In practice this means that a trucking company could have a long list of a safety violations, which demonstrate a corporate culture that doesn’t make safety a priority, but as long as it doesn’t directly lead to a crash, the company doesn’t have to worry about those issues coming up at trial.

While most of the attention so far focusses on the harm HB 19 could do to truck crash victims, no one has noticed that this bill will harm truckers, too.

How Will HB 19 Harm Truck Drivers?

HB 19 makes it more difficult for an injured victim to hold both a trucking company and a driver responsible for the wrecks they cause. Whether lawmakers intend it to or not, the law empowers trucking companies to further reduce their liability at the expense of truck drivers.

The law limits how victims and their attorneys can hold trucking companies accountable for killing or injuring someone. One of the few avenues open to hold both the driver and trucking company accountable is to show that the trucking company’s carelessness directly led to the wreck.

For instance, if a trucker causes a wreck because he was speeding, absent evidence that the trucking company looked the other way when their drivers drove above the speed limit, it’s likely going to be difficult to prove that the company played a role in the crash, even if they had a company culture that led to drivers speeding.

Instead of rewarding trucking companies who follow the rules, as our current system does, HB 19 incentivizes smart corner cutting. This will profoundly affect truckers.

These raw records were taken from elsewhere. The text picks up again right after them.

// Copyright (c) 2024-present, fjall-rs
// This source code is licensed under both the Apache 2.0 and MIT License
// (found in the LICENSE-* files in the repository)

//! Stored item records
//!
//! A data store entry is one self-describing binary record:
//!
//! ```text
//! flags(1)                      bit 0 conflict, bit 1 deleted,
//!                               bit 2 perspective present, bit 3 i present
//! id_len(1) || id
//! v_len(1)  || v
//! parent_count(varint) || parent_count x v_len parent versions
//! [pe_len(1) || pe]             when bit 2 is set
//! [i_len(1)  || i_be]           when bit 3 is set
//! body_len(varint) || body
//! ```
//!
//! The insertion counter `i` is absent on items handed to `write` and is
//! stamped by the committer before the record is persisted.

use crate::{
    coding::{Decode, DecodeError, Encode, EncodeError},
    key::MAX_ID_LEN,
    version::{Version, Width},
    Slice,
};
use byteorder::{ReadBytesExt, WriteBytesExt};
use std::io::{Read, Write};
use varint_rs::{VarintReader, VarintWriter};

const FLAG_CONFLICT: u8 = 0b0000_0001;
const FLAG_DELETED: u8 = 0b0000_0010;
const FLAG_PERSPECTIVE: u8 = 0b0000_0100;
const FLAG_I: u8 = 0b0000_1000;

/// Header of a stored item
#[derive(Clone, Debug)]
pub struct ItemHeader {
    /// Application-supplied id of the logical document
    pub id: Slice,

    /// Version identifier of this item
    pub version: Version,

    /// Parent versions, in application order (empty for a root)
    pub parents: Vec<Version>,

    /// Tag of the external source this item was received from, if any
    pub perspective: Option<Slice>,

    /// Item is flagged as being in conflict
    pub conflict: bool,

    /// Item is a deletion
    pub deleted: bool,

    /// Insertion counter, stamped by the tree on commit (1-based)
    pub i: Option<u64>,
}

/// A versioned document item: header plus opaque body
#[derive(Clone, Debug)]
pub struct Item {
    /// Item header
    pub header: ItemHeader,

    /// Opaque body bytes
    pub body: Slice,
}

impl Item {
    /// Creates a new item for `(id, version)` with no parents and an empty body.
    ///
    /// # Panics
    ///
    /// Panics if the id is empty or exceeds 254 bytes.
    #[must_use]
    pub fn new(id: impl Into<Slice>, version: Version) -> Self {
        let id = id.into();

        assert!(!id.is_empty(), "id must be at least one byte");
        assert!(id.len() <= MAX_ID_LEN, "id must not exceed 254 bytes");

        Self {
            header: ItemHeader {
                id,
                version,
                parents: Vec::new(),
                perspective: None,
                conflict: false,
                deleted: false,
                i: None,
            },
            body: Slice::empty(),
        }
    }

    /// Adds a parent version.
    #[must_use]
    pub fn parent(mut self, v: Version) -> Self {
        self.header.parents.push(v);
        self
    }

    /// Sets the parent versions.
    #[must_use]
    pub fn parents<I: IntoIterator<Item = Version>>(mut self, parents: I) -> Self {
        self.header.parents = parents.into_iter().collect();
        self
    }

    /// Tags the item with the external source it was received from.
    #[must_use]
    pub fn perspective(mut self, us: impl Into<Slice>) -> Self {
        self.header.perspective = Some(us.into());
        self
    }

    /// Flags the item as a deletion.
    #[must_use]
    pub fn deleted(mut self) -> Self {
        self.header.deleted = true;
        self
    }

    /// Flags the item as being in conflict.
    #[must_use]
    pub fn conflict(mut self) -> Self {
        self.header.conflict = true;
        self
    }

    /// Sets the opaque body.
    ///
    /// # Panics
    ///
    /// Panics if the body exceeds 2^32 bytes.
    #[must_use]
    pub fn body(mut self, body: impl Into<Slice>) -> Self {
        let body = body.into();

        assert!(
            u32::try_from(body.len()).is_ok(),
            "bodies can be 2^32 bytes in length"
        );

        self.body = body;
        self
    }

    /// Whether two items carry the same content, ignoring the stamped
    /// insertion counter.
    ///
    /// Used to recognize a re-insertion of an already stored version.
    #[must_use]
    pub fn same_content(&self, other: &Self) -> bool {
        self.header.id == other.header.id
            && self.header.version == other.header.version
            && self.header.parents == other.header.parents
            && self.header.deleted == other.header.deleted
            && self.body == other.body
    }

    /// Decodes a full record, rejecting trailing bytes.
    pub fn from_record(bytes: &[u8]) -> Result<Self, DecodeError> {
        let mut reader = bytes;
        let item = Self::decode_from(&mut reader)?;

        if reader.is_empty() {
            Ok(item)
        } else {
            Err(DecodeError::OutOfRange)
        }
    }
}

impl Encode for Item {
    fn encode_into<W: Write>(&self, writer: &mut W) -> Result<(), EncodeError> {
        let h = &self.header;

        let mut flags = 0;
        if h.conflict {
            flags |= FLAG_CONFLICT;
        }
        if h.deleted {
            flags |= FLAG_DELETED;
        }
        if h.perspective.is_some() {
            flags |= FLAG_PERSPECTIVE;
        }
        if h.i.is_some() {
            flags |= FLAG_I;
        }
        writer.write_u8(flags)?;

        // NOTE: Truncation is okay, id length is capped at 254
        #[allow(clippy::cast_possible_truncation)]
        writer.write_u8(h.id.len() as u8)?;
        writer.write_all(&h.id)?;

        #[allow(clippy::cast_possible_truncation)]
        writer.write_u8(h.version.width() as u8)?;
        writer.write_all(h.version.as_bytes())?;

        #[allow(clippy::cast_possible_truncation)]
        writer.write_u32_varint(h.parents.len() as u32)?;
        for parent in &h.parents {
            writer.write_all(parent.as_bytes())?;
        }

        if let Some(us) = &h.perspective {
            #[allow(clippy::cast_possible_truncation)]
            writer.write_u8(us.len() as u8)?;
            writer.write_all(us)?;
        }

        if let Some(i) = h.i {
            let be = i.to_be_bytes();
            let skip = be.iter().take(7).take_while(|b| **b == 0).count();

            #[allow(clippy::cast_possible_truncation)]
            writer.write_u8((8 - skip) as u8)?;
            writer.write_all(be.get(skip..).unwrap_or_default())?;
        }

        #[allow(clippy::cast_possible_truncation)]
        writer.write_u32_varint(self.body.len() as u32)?;
        writer.write_all(&self.body)?;

        Ok(())
    }
}

impl Decode for Item {
    fn decode_from<R: Read>(reader: &mut R) -> Result<Self, DecodeError> {
        let flags = reader.read_u8()?;
        if flags & !(FLAG_CONFLICT | FLAG_DELETED | FLAG_PERSPECTIVE | FLAG_I) != 0 {
            return Err(DecodeError::InvalidTag(("item flags", flags)));
        }

        let id_len = reader.read_u8()?;
        if id_len == 0 {
            return Err(DecodeError::EmptyField("id"));
        }
        let id = Slice::from_reader(reader, id_len.into())?;

        let v_len = reader.read_u8()?;
        if v_len == 0 {
            return Err(DecodeError::EmptyField("v"));
        }
        let v_width = Width::from(v_len);
        let version = read_version(reader, v_width)?;

        let parent_count = reader.read_u32_varint()?;
        let mut parents = Vec::with_capacity(parent_count as usize);
        for _ in 0..parent_count {
            parents.push(read_version(reader, v_width)?);
        }

        let perspective = if flags & FLAG_PERSPECTIVE != 0 {
            let us_len = reader.read_u8()?;
            if us_len == 0 {
                return Err(DecodeError::EmptyField("us"));
            }
            Some(Slice::from_reader(reader, us_len.into())?)
        } else {
            None
        };

        let i = if flags & FLAG_I != 0 {
            let i_len = reader.read_u8()?;
            if i_len == 0 {
                return Err(DecodeError::EmptyField("i"));
            }
            if i_len > 8 {
                return Err(DecodeError::OutOfRange);
            }

            let mut be = [0u8; 8];
            let dst = be.get_mut((8 - usize::from(i_len))..).unwrap_or_default();
            reader.read_exact(dst)?;
            Some(u64::from_be_bytes(be))
        } else {
            None
        };

        let body_len = reader.read_u32_varint()?;
        let body = Slice::from_reader(reader, body_len as usize)?;

        Ok(Self {
            header: ItemHeader {
                id,
                version,
                parents,
                perspective,
                conflict: flags & FLAG_CONFLICT != 0,
                deleted: flags & FLAG_DELETED != 0,
                i,
            },
            body,
        })
    }
}

fn read_version<R: Read>(reader: &mut R, width: Width) -> Result<Version, DecodeError> {
    let bytes = Slice::from_reader(reader, width.into())?;

    // width always matches, the byte count was just read
    Version::from_slice(bytes, width).map_err(|_| DecodeError::OutOfRange)
}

HB 19 Gives Trucking Company a Hard and Fast Rule to Sideline Drivers

Should HB 19 become law, it will provide trucking companies with greater protection against lawsuits. They’ll still be liable for the damage their drivers cause, but there will be less scrutiny of company decisions, which cause wrecks.

HB 19 also offers trucking companies a path to further insulate their business from liability. By avoiding drivers with even minor infractions, companies can keep their focus on a driver’s actions, not managements.

For instance, if a driver gets a speeding ticket, HB 19 incentivizes companies to let the driver go. How? Should that driver be involved in crash that resulted from speeding, then the company’s decision not to terminate the driver could potentially find its way into court. The inability to review a company’s history beyond a 2-year window means that juries will never be able to consider the totality of a company’s record. It will place a premium on employing drivers with 2 years of clean driving, and penalize those who don’t meet that standard.

Smart trucking companies will discover these incentives and adjust their hiring and retention accordingly. This means that drivers with 20 years of safe driving could find themselves out of work over a speeding ticket, while drivers who killed someone, as long as it’s outside the 2-year window, will take their place.

Instead of rewarding safe, professional drivers with proven track records, HB 19 forces companies to prioritize a small sample of 2 years, regardless of what else lurks in a driver’s past. It makes truckers disposable and puts the rest of us at greater risk.